October 16, 2024
Do you get anxious when you aren't checking your phone, social media and emails? Do you feel like you always have to be producing, that you always have to be "on?"
You are not alone.
The Harvard Business Review conducted a series of studies to try to understand why Americans are "so impressed by busyness" and found that the "more we believe that one has the opportunity for success based on hard work, the more we tend to think that people who skip leisure and work all the time are of higher standing." And that was in 2016.
"So many of us define ourselves by what we do," Cleveland Clinic emeritus staff psychologist Scott Bea said in 2020. "So we overdo, overwork and overproduce. In our culture, 'downtime' can sound like a dirty word."
Even when people have free time, modern technology swamps the brain with information. More than half of people responding to a 2023 survey said they were addicted to their cell phones, and 75% of people said they felt uneasy leaving their phones at home, checked their phones within 5 minutes of a notification and used their phones on the toilet. A 2018 Nielsen report found that Americans spend half their days – more than 11 hours – watching, listening to, reading and interacting with the media.
But it is important for overall health and well-being to switch off your brain and give it downtime on a regular basis, according to health experts. Letting the mind wander, daydreaming – known scientifically as the default mode – is essential "for the brain to make sense of what it has recently learned, to surface fundamental unresolved tensions in our lives and to swivel its powers of reflection away from the external world toward itself," according to a 2013 Scientific American story that analyzed research about the benefits of resting the brain.
Brain breaks are important for psychological mental processing, such as recalling memories, envisioning the future, conducting moral reasoning and solving problems. Environmental factors that impede the mind's ability to drift negatively impact mental health and cognitive functions such as reading comprehension and divergent thinking, according to a review of research about the default mode. A recent analysis of scientific literature found that data supported the positive impact of short or "micro" breaks on well-being by "enhancing vigor" and reducing fatigue. More extended breaks were associated with enhanced performance.

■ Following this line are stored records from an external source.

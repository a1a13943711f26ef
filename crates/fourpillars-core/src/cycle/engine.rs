//! Pillar derivation by modular arithmetic over the 10/12/60 cycles.
//!
//! No solar-term correction is applied: the year changes on January 1st and
//! months use a fixed offset (February maps to branch 0).

use chrono::{Datelike, NaiveDate};

use super::branch::Branch;
use super::pillar::{BirthData, Chart, Pillar};
use super::stem::Stem;
use crate::error::{Result, ValidationError};

/// Year that maps to stem 0 / branch 0 (甲子).
pub const ANCHOR_YEAR: i32 = 1984;

/// Day zero of the sexagenary day count (1900-01-01, a 甲子 day), as a
/// day number from the common era.
pub const DAY_EPOCH_CE: i32 = 693_596;

/// Year pillar: offset from the anchor year on both cycles.
pub fn year_pillar(year: i32) -> Pillar {
    let diff = i64::from(year) - i64::from(ANCHOR_YEAR);
    Pillar::new(Stem::from_index(diff), Branch::from_index(diff))
}

/// Month pillar using the "five tigers" year-stem rule.
pub fn month_pillar(year: i32, month: u32) -> Result<Pillar> {
    if !(1..=12).contains(&month) {
        return Err(ValidationError::MonthOutOfRange(month).into());
    }
    let branch_index = (i64::from(month) - 2).rem_euclid(12);
    let year_stem = year_pillar(year).stem;
    let base = (year_stem.index() as i64 * 2) % 10;
    Ok(Pillar::new(
        Stem::from_index(base + branch_index),
        Branch::from_index(branch_index),
    ))
}

/// Day pillar from the day count since [`DAY_EPOCH_CE`].
pub fn day_pillar(year: i32, month: u32, day: u32) -> Result<Pillar> {
    let date = NaiveDate::from_ymd_opt(year, month, day)
        .ok_or(ValidationError::InvalidDate { year, month, day })?;
    Ok(day_pillar_for_date(date))
}

/// Day pillar for an already valid date.
pub fn day_pillar_for_date(date: NaiveDate) -> Pillar {
    let days = i64::from(date.num_days_from_ce()) - i64::from(DAY_EPOCH_CE);
    Pillar::from_cycle_index(days)
}

/// Hour pillar; 23:00-00:59 is branch 0.
pub fn hour_pillar(day_stem: Stem, hour: u32) -> Result<Pillar> {
    if hour > 23 {
        return Err(ValidationError::HourOutOfRange(hour).into());
    }
    let branch_index = i64::from((hour + 1) / 2) % 12;
    let base = (day_stem.index() as i64 * 2) % 10;
    Ok(Pillar::new(
        Stem::from_index(base + branch_index),
        Branch::from_index(branch_index),
    ))
}

/// Derive all four pillars for validated birth data.
pub fn chart(birth: &BirthData) -> Result<Chart> {
    birth.validate()?;
    let year = year_pillar(birth.year);
    let month = month_pillar(birth.year, birth.month)?;
    let day = day_pillar(birth.year, birth.month, birth.day)?;
    let hour = hour_pillar(day.stem, birth.hour)?;
    let chart = Chart { year, month, day, hour };
    tracing::debug!(
        year = birth.year,
        month = birth.month,
        day = birth.day,
        hour = birth.hour,
        chart = %chart,
        "Derived chart"
    );
    Ok(chart)
}
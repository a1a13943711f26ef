//! Hundred-year annual fortune table.

use serde::{Deserialize, Serialize};

use super::cycle::{LuckCycle, LuckPeriod};
use crate::cycle::{year_pillar, Pillar, Stem};
use crate::relation::{ten_god, twelve_stage, TenGod, TwelveStage};

/// Last age listed in the table.
pub const TABLE_MAX_AGE: u32 = 100;

/// Flags attached to a row.
#[derive(Debug, Clone, Copy, PartialEq, Eq, Serialize, Deserialize)]
#[serde(rename_all = "snake_case")]
pub enum AnnualNote {
    /// A new luck period starts this year.
    LuckCycleChange,
    /// Annual stage is 帝旺 or 建禄.
    PeakEnergy,
    /// Annual stage is 死, 墓 or 絶.
    Caution,
}

/// One row of the table.
#[derive(Debug, Clone, PartialEq, Eq, Serialize, Deserialize)]
pub struct AnnualFortune {
    pub age: u32,
    pub year: i32,
    pub annual_pillar: Pillar,
    pub luck_period: Option<LuckPeriod>,
    pub ten_god: TenGod,
    pub twelve_stage: TwelveStage,
    pub notes: Vec<AnnualNote>,
}

/// Rows for ages 1..=100; age 1 is the birth year.
pub fn hundred_year_table(birth_year: i32, day_master: Stem, luck: &LuckCycle) -> Vec<AnnualFortune> {
    (1..=TABLE_MAX_AGE)
        .map(|age| {
            let year = birth_year + age as i32 - 1;
            let annual_pillar = year_pillar(year);
            let stage = twelve_stage(day_master, annual_pillar.branch);

            let mut notes = Vec::new();
            if luck.period_starting_at(age).is_some() {
                notes.push(AnnualNote::LuckCycleChange);
            }
            if stage.is_peak_energy() {
                notes.push(AnnualNote::PeakEnergy);
            }
            if stage.is_weak() {
                notes.push(AnnualNote::Caution);
            }

            AnnualFortune {
                age,
                year,
                annual_pillar,
                luck_period: luck.period_for_age(age).copied(),
                ten_god: ten_god(day_master, annual_pillar.stem),
                twelve_stage: stage,
                notes,
            }
        })
        .collect()
}

#[cfg(test)]
mod tests {
    use super::*;
    use crate::cycle::{Branch, Chart, Gender};

    fn luck() -> LuckCycle {
        let chart = Chart {
            year: Pillar::new(Stem::Ren, Branch::Xu),
            month: Pillar::new(Stem::Geng, Branch::Zi),
            day: Pillar::new(Stem::Ji, Branch::Si),
            hour: Pillar::new(Stem::Ji, Branch::Si),
        };
        LuckCycle::generate(&chart, Gender::Male)
    }

    #[test]
    fn test_table_shape() {
        let rows = hundred_year_table(1982, Stem::Ji, &luck());
        assert_eq!(rows.len(), 100);
        assert_eq!(rows[0].age, 1);
        assert_eq!(rows[0].year, 1982);
        assert_eq!(rows[0].annual_pillar.to_string(), "壬戌");
        assert_eq!(rows[99].year, 2081);
    }

    #[test]
    fn test_luck_periods_and_notes() {
        let rows = hundred_year_table(1982, Stem::Ji, &luck());
        // ages 1 and 2 precede the first luck period
        assert!(rows[0].luck_period.is_none());
        assert_eq!(rows[2].luck_period.map(|p| p.index), Some(0));
        assert!(rows[2].notes.contains(&AnnualNote::LuckCycleChange));
        assert!(rows[12].notes.contains(&AnnualNote::LuckCycleChange));
        assert!(!rows[13].notes.contains(&AnnualNote::LuckCycleChange));

        // 1983 is 癸亥; 己 at 亥 is 胎
        assert_eq!(rows[1].twelve_stage, TwelveStage::Conception);
        // 1984 is 甲子; 己 at 子 is 絶
        assert_eq!(rows[2].twelve_stage, TwelveStage::Extinction);
        assert!(rows[2].notes.contains(&AnnualNote::Caution));
        assert_eq!(rows[2].ten_god, TenGod::DirectOfficer);
    }
}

Finding, or even allowing oneself, the time to take these breaks is difficult, Amber Childs, a psychologist and associate professor at Yale School of Medicine’s Department of Psychiatry, told the Washington Post earlier this year. "There's not a place where it's built in to say this is a normative, expected, appreciated part of what it means to be alive, what it means to be well, what it means to be whole and what it means to be thriving," she said.
Childs, Bea and other health experts offer the following tips for giving your brain a break:
• Downtime is not the same as leisure time and should not be confused with scrolling through social media. To allow your mind to wander, try sitting outside, taking a nature walk, weeding, vacuuming – just staring into space.
• Start slowly: Letting your mind wander may be counterintuitive and difficult at first, so try for a few minutes at a time and gradually build up to a point where you can sit still and space-out for a more extended period. You may even want to schedule short brain breaks to get into the habit.
• Avoid keeping busy with small tasks –such as checking email on your phone – during a commute on the subway or standing in line. Try allowing yourself to be still instead.
• When you are feeling stressed, sprawl out on the grass or lie down on the floor, which will help your mind and body relax.
• Try not to fill your brain break with worries. Make a separate time for dealing with anxieties, so that you can set them aside while you are giving your mind freedom to rest.